Following GLOMAP-bin, an empirical relationship from Easter and Hales (1983) is used to calculate raindrop terminal velocity.
91 3.2.3.4.8 Mode-merging
To prevent modes from continuing to grow indefinitely due the processes of coagulation and condensation, and grow outside their specified size ranges, a mode-merging approach is applied (Mann et al., 2010). The mode-merging routine used checks whether the geometric mean diameter (Dg) is outside the range given in Table 3.1. If this is the case, then the fractions of the mode number and mass concentrations outside the given ranges are transferred to the next largest mode as described Mann et al. (2010).

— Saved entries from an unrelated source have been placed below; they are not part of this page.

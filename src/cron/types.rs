use crate::error::ScheduleError;
use chrono::{NaiveDateTime, NaiveTime, Timelike};
use std::fmt;
use std::str::FromStr;

/// A local time of day at which one posting run is due.
#[derive(Debug, Clone, Copy, PartialEq, Eq, PartialOrd, Ord, Hash)]
pub struct ScheduleEntry {
    time: NaiveTime,
}

impl ScheduleEntry {
    pub fn new(hour: u32, minute: u32) -> Result<Self, ScheduleError> {
        NaiveTime::from_hms_opt(hour, minute, 0)
            .map(|time| Self { time })
            .ok_or_else(|| ScheduleError::InvalidTime(format!("{hour:02}:{minute:02}")))
    }

    pub fn time(&self) -> NaiveTime {
        self.time
    }
}

impl FromStr for ScheduleEntry {
    type Err = ScheduleError;

    fn from_str(s: &str) -> Result<Self, Self::Err> {
        let trimmed = s.trim();
        let time = NaiveTime::parse_from_str(trimmed, "%H:%M")
            .map_err(|_| ScheduleError::InvalidTime(trimmed.to_string()))?;
        Ok(Self { time })
    }
}

impl fmt::Display for ScheduleEntry {
    fn fmt(&self, f: &mut fmt::Formatter<'_>) -> fmt::Result {
        write!(f, "{:02}:{:02}", self.time.hour(), self.time.minute())
    }
}

/// Source of the local wall-clock time the scheduler matches against.
pub trait Clock {
    fn now(&self) -> NaiveDateTime;
}

#[derive(Debug, Clone, Copy, Default)]
pub struct LocalClock;

impl Clock for LocalClock {
    fn now(&self) -> NaiveDateTime {
        chrono::Local::now().naive_local()
    }
}
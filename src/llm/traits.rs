use crate::error::GenerationError;
use std::future::Future;
use std::pin::Pin;

/// Generated post text, or a classified failure.
pub type GenerationResult = Result<String, GenerationError>;

/// Text-completion backend: one prompt in, one text blob out.
///
/// Implementations classify every failure into a `GenerationErrorKind` at the
/// call boundary so callers branch on kind rather than on message text.
pub trait GenerationClient: Send + Sync {
    /// Backend identifier (e.g. "gemini").
    fn name(&self) -> &str;

    fn generate<'a>(
        &'a self,
        prompt: &'a str,
    ) -> Pin<Box<dyn Future<Output = GenerationResult> + Send + 'a>>;
}

impl<T: GenerationClient + ?Sized> GenerationClient for Box<T> {
    fn name(&self) -> &str {
        (**self).name()
    }

    fn generate<'a>(
        &'a self,
        prompt: &'a str,
    ) -> Pin<Box<dyn Future<Output = GenerationResult> + Send + 'a>> {
        (**self).generate(prompt)
    }
}
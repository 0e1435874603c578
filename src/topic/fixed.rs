use super::TopicSource;
use crate::error::TopicError;
use rand::seq::IndexedRandom;

/// Uniform random choice, with replacement, from a fixed candidate list.
///
/// Never exhausts: the same list serves every scheduled run.
#[derive(Debug, Clone)]
pub struct FixedListTopicSource {
    candidates: Vec<String>,
}

impl FixedListTopicSource {
    /// Blank candidates are dropped; `None` when nothing usable remains.
    pub fn new(candidates: impl IntoIterator<Item = String>) -> Option<Self> {
        let candidates: Vec<String> = candidates
            .into_iter()
            .map(|topic| topic.trim().to_string())
            .filter(|topic| !topic.is_empty())
            .collect();
        if candidates.is_empty() {
            None
        } else {
            Some(Self { candidates })
        }
    }

    pub fn candidates(&self) -> &[String] {
        &self.candidates
    }
}

impl TopicSource for FixedListTopicSource {
    fn next_topic(&mut self) -> Result<String, TopicError> {
        self.candidates
            .choose(&mut rand::rng())
            .cloned()
            .ok_or(TopicError::Exhausted)
    }
}

/// Yields one preset topic, then reports exhaustion.
#[derive(Debug, Clone)]
pub struct SingleTopicSource {
    topic: Option<String>,
}

impl SingleTopicSource {
    pub fn new(topic: impl Into<String>) -> Self {
        Self {
            topic: Some(topic.into()),
        }
    }
}

impl TopicSource for SingleTopicSource {
    fn next_topic(&mut self) -> Result<String, TopicError> {
        self.topic.take().ok_or(TopicError::Exhausted)
    }
}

3.2.3.4.9 Cloud processing
The growth of aerosol particles through the uptake and chemical reaction of gases while the growing particle exists as a water droplet in non-precipitating clouds is known as cloud processing (Mann et al., 2010).
GLOMAP-mode simulates the activation of soluble particles to cloud droplets, and their subsequent growth (Mann et al., 2012; Mann et al., 2010). Following Spracklen et al. (2005a) the smallest particles that can be activated to cloud droplets are determined to have an activation dry radius (ract) of 37.5 nm, corresponding to a cloud supersaturation of 0.2% which is typical of marine stratocumulus clouds (Mann et al., 2010). This defines the Aitken and accumulation modes frequently seen in size distribution observations within the marine boundary layer (Hoppel et al., 1994; Mann et al., 2010).
In GLOMAP-mode, cloud processing is treated as a two stage process. Firstly, the fractions of particle mass and number in the soluble Aitken mode from larger particles are calculated, and are transferred to the soluble accumulation mode. Secondly sulfate mass produced by the oxidation of SO2 is portioned between the soluble accumulation and coarse modes. Through treating cloud processing in this way, particles at the larger end of the Aitken size range can be activated and cloud-processed, with the minimum between the soluble Aitken and accumulation modes created (Mann et al., 2010).